Self-association in the periplasmic domains of WzzBSF and WzzBSFA107P was also examined by small-angle X-ray scattering (SAXS). Clear concentration dependence was observed for both WzzBSF and WzzBSFA107P (Fig 6). This was apparent in the emergence of a second maximum in the distance distributions at high concentration, and an increase in I(0)/c with increasing concentration. Guinier plots are linear, suggesting that this is not due to non-specific aggregation (S3 Fig). Thus, the data indicates that the protein is subject to concentration-dependent self-association into oligomers. Unfortunately, precise sample concentrations could not be determined prior to this experiment, and the higher concentrations of WzzBSFA107P were also affected by buffer mismatch. As a result, we do not present molecular weights or shape analysis. Concentration-dependence is nonetheless obvious, particularly for WzzBSF. Shifts in 1:1 and 1:2 WzzBSFA107P may be exacerbated by the buffer mismatch, although change is also evident as emerging features from 0.05 < q < 0.1 Å-1.

Fig 6. Small-angle X-ray scattering (SAXS) data.

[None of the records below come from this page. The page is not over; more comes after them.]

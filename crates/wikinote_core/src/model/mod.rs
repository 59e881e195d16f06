//! Domain model for wiki pages and categories.
//!
//! # Responsibility
//! - Define the records owned by the page/category store.
//! - Define the three-state field update used by merge-style mutations.
//!
//! # Invariants
//! - Record ids are assigned by storage, monotonic per collection, never reused.
//! - Deletion is a hard delete; there are no tombstones.
//! - Absent optional text is distinct from empty text.

pub mod category;
pub mod page;
pub mod patch;
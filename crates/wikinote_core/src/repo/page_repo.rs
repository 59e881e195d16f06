//! Page repository contracts and SQLite implementation.
//!
//! # Responsibility
//! - Provide CRUD over the `pages` table.
//! - Translate `PagePatch` into a single-statement field-level merge.
//!
//! # Invariants
//! - Ids come from SQLite `AUTOINCREMENT` and are never reused.
//! - `category_id` is written as given; it is never checked against
//!   `categories` and never rewritten when a category disappears.
//! - `FieldUpdate::Keep` columns are not part of the UPDATE statement.

use crate::model::category::CategoryId;
use crate::model::page::{Page, PageId};
use crate::model::patch::{FieldUpdate, PagePatch};
use crate::repo::{check_persisted_id, ensure_table_ready, RecordRef, RepoError, RepoResult};
use rusqlite::types::Value;
use rusqlite::{params, params_from_iter, Connection, Row};

const PAGE_SELECT_SQL: &str = "SELECT
    id,
    title,
    content,
    category_id
FROM pages";

/// Repository interface for page CRUD operations.
pub trait PageRepository {
    /// Inserts one page without content and returns its newly assigned id.
    fn create_page(&self, title: Option<&str>, category_id: Option<CategoryId>)
        -> RepoResult<PageId>;
    /// Loads one page by id.
    fn get_page(&self, id: PageId) -> RepoResult<Option<Page>>;
    /// Lists all pages in insertion order.
    fn list_pages(&self) -> RepoResult<Vec<Page>>;
    /// Merges patch fields into one existing page.
    fn update_page(&self, id: PageId, patch: &PagePatch) -> RepoResult<()>;
    /// Removes one page.
    fn delete_page(&self, id: PageId) -> RepoResult<()>;
    /// Lists pages whose category reference no longer resolves.
    fn list_orphaned_pages(&self) -> RepoResult<Vec<Page>>;
}

/// SQLite-backed page repository.
pub struct SqlitePageRepository<'conn> {
    conn: &'conn Connection,
}

impl<'conn> SqlitePageRepository<'conn> {
    /// Constructs a repository from a migrated/ready connection.
    pub fn try_new(conn: &'conn Connection) -> RepoResult<Self> {
        ensure_table_ready(
            conn,
            "pages",
            &["id", "title", "content", "category_id", "updated_at"],
        )?;
        Ok(Self { conn })
    }
}

impl PageRepository for SqlitePageRepository<'_> {
    fn create_page(
        &self,
        title: Option<&str>,
        category_id: Option<CategoryId>,
    ) -> RepoResult<PageId> {
        self.conn.execute(
            "INSERT INTO pages (title, content, category_id, created_at, updated_at)
             VALUES (
                ?1,
                NULL,
                ?2,
                (strftime('%s', 'now') * 1000),
                (strftime('%s', 'now') * 1000)
             );",
            params![title, category_id],
        )?;
        Ok(self.conn.last_insert_rowid())
    }

    fn get_page(&self, id: PageId) -> RepoResult<Option<Page>> {
        let mut stmt = self
            .conn
            .prepare(&format!("{PAGE_SELECT_SQL} WHERE id = ?1;"))?;
        let mut rows = stmt.query([id])?;
        if let Some(row) = rows.next()? {
            return Ok(Some(parse_page_row(row)?));
        }

        Ok(None)
    }

    fn list_pages(&self) -> RepoResult<Vec<Page>> {
        self.query_pages(&format!("{PAGE_SELECT_SQL} ORDER BY id ASC;"))
    }

    fn update_page(&self, id: PageId, patch: &PagePatch) -> RepoResult<()> {
        let mut assignments: Vec<&str> = Vec::new();
        let mut bind_values: Vec<Value> = Vec::new();

        if let Some(value) = text_update_value(&patch.title) {
            assignments.push("title = ?");
            bind_values.push(value);
        }
        if let Some(value) = text_update_value(&patch.content) {
            assignments.push("content = ?");
            bind_values.push(value);
        }
        if let Some(value) = id_update_value(&patch.category_id) {
            assignments.push("category_id = ?");
            bind_values.push(value);
        }

        if assignments.is_empty() {
            // Nothing to write, but unknown ids must still be reported.
            if !self.page_exists(id)? {
                return Err(RepoError::NotFound(RecordRef::Page(id)));
            }
            return Ok(());
        }

        let sql = format!(
            "UPDATE pages
             SET
                {},
                updated_at = (strftime('%s', 'now') * 1000)
             WHERE id = ?;",
            assignments.join(", ")
        );
        bind_values.push(Value::Integer(id));

        let changed = self.conn.execute(&sql, params_from_iter(bind_values))?;
        if changed == 0 {
            return Err(RepoError::NotFound(RecordRef::Page(id)));
        }

        Ok(())
    }

    fn delete_page(&self, id: PageId) -> RepoResult<()> {
        let changed = self.conn.execute("DELETE FROM pages WHERE id = ?1;", [id])?;

        if changed == 0 {
            return Err(RepoError::NotFound(RecordRef::Page(id)));
        }

        Ok(())
    }

    fn list_orphaned_pages(&self) -> RepoResult<Vec<Page>> {
        self.query_pages(&format!(
            "{PAGE_SELECT_SQL}
             WHERE category_id IS NOT NULL
               AND NOT EXISTS (
                    SELECT 1
                    FROM categories c
                    WHERE c.id = pages.category_id
               )
             ORDER BY id ASC;"
        ))
    }
}

impl SqlitePageRepository<'_> {
    fn query_pages(&self, sql: &str) -> RepoResult<Vec<Page>> {
        let mut stmt = self.conn.prepare(sql)?;
        let mut rows = stmt.query([])?;
        let mut pages = Vec::new();
        while let Some(row) = rows.next()? {
            pages.push(parse_page_row(row)?);
        }
        Ok(pages)
    }

    fn page_exists(&self, id: PageId) -> RepoResult<bool> {
        let exists: i64 = self.conn.query_row(
            "SELECT EXISTS(SELECT 1 FROM pages WHERE id = ?1);",
            [id],
            |row| row.get(0),
        )?;
        Ok(exists == 1)
    }
}

fn parse_page_row(row: &Row<'_>) -> RepoResult<Page> {
    Ok(Page {
        id: check_persisted_id("pages", row.get("id")?)?,
        title: row.get("title")?,
        content: row.get("content")?,
        category_id: row.get("category_id")?,
    })
}

fn text_update_value(update: &FieldUpdate<String>) -> Option<Value> {
    match update {
        FieldUpdate::Keep => None,
        FieldUpdate::Clear => Some(Value::Null),
        FieldUpdate::Set(value) => Some(Value::Text(value.clone())),
    }
}

fn id_update_value(update: &FieldUpdate<CategoryId>) -> Option<Value> {
    match update {
        FieldUpdate::Keep => None,
        FieldUpdate::Clear => Some(Value::Null),
        FieldUpdate::Set(value) => Some(Value::Integer(*value)),
    }
}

(A-B) Averaged and subtracted SAXS data for a dilution series of WzzBSF (A) and WzzBSFA107P (B), placed on absolute scale by comparison to the scattering of pure water. Data points are shown as circles coloured by dilution. The fits of the corresponding P(r) distributions are shown as black lines. (C-D) Distance distributions calculated from the scattering data by indirect Fourier transformation, showing the frequency, P(r), of intermolecular distances of length r within each particle. Distributions are calculated from each dilution in the concentration series. Plots have been scaled to the maximum of the highest concentration for ease of visualisation. Top panel, WzzBSF; bottom panel, WzzBSFA107P. Considerable concentration dependence can be observed in both, particularly in the highest concentration of the wild-type protein. (E-F) Analysis of concentration-dependence of particle size and total scattering. Radius of gyration, Rg (black diamonds), and the ratio of zero-angle scattering to concentration, I(0)/Crel (coloured diamonds) are plotted for each dilution of each protein. Both metrics are calculated from Guinier analysis of the low-q region of the data, and would be expected to be stable for a monodisperse, non-interacting species. Approximate non-relative concentrations are 10 mg/ml for 1:1 WzzBSF, and 5 mg/ml for 1:1 WzzBSFA107P.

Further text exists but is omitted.